I asked them to try and find compassion for the person who was hurting them.
At first, my overtures were not well received, and I wasn’t surprised. It’s very hard to have compassion for someone who causes us pain on an ongoing basis, especially when it’s much easier to see that individual as a simple one-dimensional person of hate.
But slowly over time, my friend’s eyes began to open as I explained the potential motivations behind the actions of the person who was causing the problems.
And how their own extreme pain and sadness was driving them to hurt others, as they desperately tried to meet their own dysfunctional needs born out of painful emotional trauma.
As we talked further, I began to see my friend’s tacit acceptance of what I was saying. I’m not saying it was easy; it certainly wasn’t and my friend didn’t walk away with a sincere desire to reach out and try to help the person who had wronged them.
But I did see the beginnings of a change of heart, moving away from implacable hatred and resentment to at least a begrudging acknowledgement that maybe the person at fault had their own pain and problems.
And in that moment I saw a hope that maybe, one day, this problem may find a solution of peace, rather than of judgment.
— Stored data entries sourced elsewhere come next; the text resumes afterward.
//! The live level, the player's memory of it, and the player
//!
//! Visibility and the sanctioned terrain/occupancy writes that affect what
//! the player sees go through here so the view and the memory stay in step.

use crate::dungeon::{Chunk, FeatureId, Loc};
use crate::events::EventQueue;
use crate::generate::GeneratedLevel;
use crate::player::Player;
use crate::rng::GameRng;
use crate::vision::{self, knowledge};

use super::errors::Result;
use super::options::GenConfig;

/// Everything the visibility engine needs, owned in one place
#[derive(Debug, Clone)]
pub struct WorldState {
    pub chunk: Chunk,
    /// What the player remembers of `chunk`
    pub known: Chunk,
    pub player: Player,
    pub config: GenConfig,
    pub events: EventQueue,
}

impl WorldState {
    /// Wrap a freshly generated level; the player's memory starts empty
    pub fn new(chunk: Chunk, player: Player, config: GenConfig) -> Self {
        let known = chunk.new_known();
        Self {
            chunk,
            known,
            player,
            config,
            events: EventQueue::new(),
        }
    }

    /// Start play on a generated level
    ///
    /// Town lighting and a known map are applied to the player's memory, and
    /// the first view is computed.
    pub fn from_generated(level: GeneratedLevel, player: Player, config: GenConfig) -> Self {
        let mut world = Self::new(level.chunk, player, config);
        world.player.grid = world.chunk.player_grid();
        world.player.set_depth(world.chunk.depth);
        world.apply_generated(level.daytime, level.known_map);
        world
    }

    /// Move to another generated level, forgetting the old one
    pub fn enter_generated(&mut self, level: GeneratedLevel) {
        self.enter_level(level.chunk, None);
        self.apply_generated(level.daytime, level.known_map);
    }

    fn apply_generated(&mut self, daytime: Option<bool>, known_map: bool) {
        if let Some(daytime) = daytime {
            knowledge::cave_illuminate(&mut self.chunk, &mut self.known, daytime);
        }
        if known_map {
            knowledge::cave_known(&mut self.chunk, &mut self.known);
        }
        self.update_view();
    }

    /// Replace the level (and the memory of it) on a level change
    pub fn enter_level(&mut self, chunk: Chunk, known: Option<Chunk>) {
        self.known = known.unwrap_or_else(|| chunk.new_known());
        self.chunk = chunk;
        self.player.grid = self.chunk.player_grid();
        self.player.set_depth(self.chunk.depth);
    }

    /// Recompute the view from the player's position
    pub fn update_view(&mut self) {
        vision::update_view(
            &mut self.chunk,
            &mut self.known,
            &self.player,
            &self.config,
            &mut self.events,
        );
    }

    /// Move the player and recompute the view
    pub fn move_player(&mut self, grid: Loc) -> Result<()> {
        self.chunk.place_player(grid)?;
        self.player.grid = Some(grid);
        self.update_view();
        Ok(())
    }

    /// Change terrain, refreshing the view if the grid could be seen
    pub fn set_feat(&mut self, grid: Loc, feat: FeatureId) -> Result<()> {
        self.chunk.try_set_feat(grid, feat)?;
        if self.chunk.is_view(grid) {
            knowledge::note_spot(&mut self.chunk, &mut self.known, grid);
            knowledge::light_spot(&mut self.events, grid);
            self.update_view();
        }
        Ok(())
    }

    /// Light or darken the room at `grid`
    pub fn light_room(&mut self, grid: Loc, light: bool, rng: &mut GameRng) {
        vision::light_room(
            &mut self.chunk,
            &mut self.known,
            &self.player,
            grid,
            light,
            rng,
            &mut self.events,
        );
        self.update_view();
    }

    /// Reveal the level map
    pub fn wiz_light(&mut self, full: bool) {
        knowledge::wiz_light(&mut self.chunk, &mut self.known, full);
        self.update_view();
    }

    /// Forget the level map
    pub fn wiz_dark(&mut self) {
        knowledge::wiz_dark(&mut self.chunk, &mut self.known);
        self.update_view();
    }

    /// Day or night lighting for the town
    pub fn illuminate(&mut self, daytime: bool) {
        knowledge::cave_illuminate(&mut self.chunk, &mut self.known, daytime);
        self.update_view();
    }

    /// Is the player standing in the dark?
    pub fn no_light(&self) -> bool {
        self.player
            .grid
            .is_none_or(|grid| !self.chunk.is_seen(grid))
    }
}

#[cfg(test)]
mod tests {
    use super::*;
    use crate::dungeon::{FeatureTable, SquareFlags};
    use crate::events::GameEvent;
    use crate::world::DungeonError;
    use std::sync::Arc;

    fn world() -> WorldState {
        let mut c = Chunk::new(9, 9, Arc::new(FeatureTable::builtin().unwrap()));
        let (floor, granite) = (c.feats().floor, c.feats().granite);
        for g in c.grids().collect::<Vec<_>>() {
            let edge = g.y == 0 || g.x == 0 || g.y == 8 || g.x == 8;
            c.set_feat(g, if edge { granite } else { floor });
            c.info_on(g, SquareFlags::ROOM);
        }
        let mut p = Player::new();
        p.cur_light = 2;
        WorldState::new(c, p, GenConfig::default())
    }

    #[test]
    fn test_move_player_updates_view() {
        let mut w = world();
        assert!(w.no_light());
        w.move_player(Loc::new(4, 4)).unwrap();
        assert!(!w.no_light());
        assert!(w.chunk.is_seen(Loc::new(4, 5)));
        assert!(w.move_player(Loc::new(9, 9)).is_err());
    }

    #[test]
    fn test_set_feat_in_view_is_remembered() {
        let mut w = world();
        w.move_player(Loc::new(4, 4)).unwrap();
        let closed = w.chunk.feats().closed;
        w.events.drain().for_each(drop);
        w.set_feat(Loc::new(4, 5), closed).unwrap();
        assert_eq!(w.known.feat(Loc::new(4, 5)), closed);
        assert!(w.events.contains(GameEvent::Map(Loc::new(4, 5))));
    }

    #[test]
    fn test_set_feat_off_the_map_is_an_error() {
        let mut w = world();
        let closed = w.chunk.feats().closed;
        let err = w.set_feat(Loc::new(9, 4), closed).unwrap_err();
        assert!(matches!(err, DungeonError::OutOfBounds { .. }));
        assert!(w.set_feat(Loc::new(-1, 0), closed).is_err());
    }

    #[test]
    fn test_undrained_events_stay_bounded() {
        let mut w = world();
        for i in 0..40 {
            let to = if i % 2 == 0 { Loc::new(2, 2) } else { Loc::new(6, 6) };
            w.move_player(to).unwrap();
        }
        // At most one redraw per grid plus the item list and feeling
        assert!(w.events.len() <= 9 * 9 + 2);
    }

    #[test]
    fn test_town_by_day_is_remembered() {
        use crate::generate::{generate_level, BasicPopulator, GenData, LevelRequest};

        let data = GenData::builtin().unwrap();
        let config = GenConfig::default();
        let mut rng = GameRng::new(4);
        let mut pop = BasicPopulator::builtin(config.max_depth).unwrap();
        let mut player = Player::new();
        let level = generate_level(&data, &config, &mut rng, &mut pop, &mut player, &LevelRequest::default()).unwrap();
        assert_eq!(level.daytime, Some(true));

        let w = WorldState::from_generated(level, player, config);
        assert_eq!(w.player.grid, w.chunk.player_grid());
        // Daylight shows the whole town
        let street = w.chunk.grids().find(|&g| w.chunk.is_floor(g)).unwrap();
        assert!(w.chunk.is_glow(street));
        assert!(w.chunk.is_mark(street));
        assert_eq!(w.known.feat(street), w.chunk.feat(street));
    }

    #[test]
    fn test_light_room_then_darken() {
        let mut w = world();
        let mut rng = GameRng::new(7);
        w.player.cur_light = 0;
        w.move_player(Loc::new(4, 4)).unwrap();
        assert!(!w.chunk.is_seen(Loc::new(2, 2)));

        w.light_room(Loc::new(4, 4), true, &mut rng);
        assert!(w.chunk.is_glow(Loc::new(2, 2)));
        assert!(w.chunk.is_seen(Loc::new(2, 2)));
        assert!(w.chunk.is_mark(Loc::new(2, 2)));

        w.light_room(Loc::new(4, 4), false, &mut rng);
        assert!(!w.chunk.is_glow(Loc::new(2, 2)));
        assert!(!w.chunk.is_mark(Loc::new(2, 2)));
        // Walls stay remembered
        assert!(w.chunk.is_mark(Loc::new(0, 4)));
    }
}
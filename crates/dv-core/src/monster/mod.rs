//! Monster system
//!
//! Contains monster races (templates) and instances. Behaviour lives
//! elsewhere; the level only stores and places monsters.

mod monst;
mod permonst;

pub use monst::{GroupInfo, GroupRole, Monster, MonsterHandle};
pub use permonst::{MonsterRace, RaceFlags, RaceId, RaceTable, SpellFlags};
Because compassion forces us not just to feel for those for whom we care, or don’t know, but also for those who have wronged us in some way. Compassion for our ‘enemies’ is the first step on the pathway that ends in a place called forgiveness, where we give up our needs and our fears in a way that edifies us as a human being, and bestows upon us a blessing of peace and edification.
Because the wages of forgiveness are peace, calmness, benevolence and serenity that stays with us long after the offences are forgotten.
The pathway to peace is a difficult one, but it begins when we can see a touch of our shared humanity in the eyes of those whom we struggle to love.
Today, I invite you to choose peace in your heart, though compassion and forgiveness.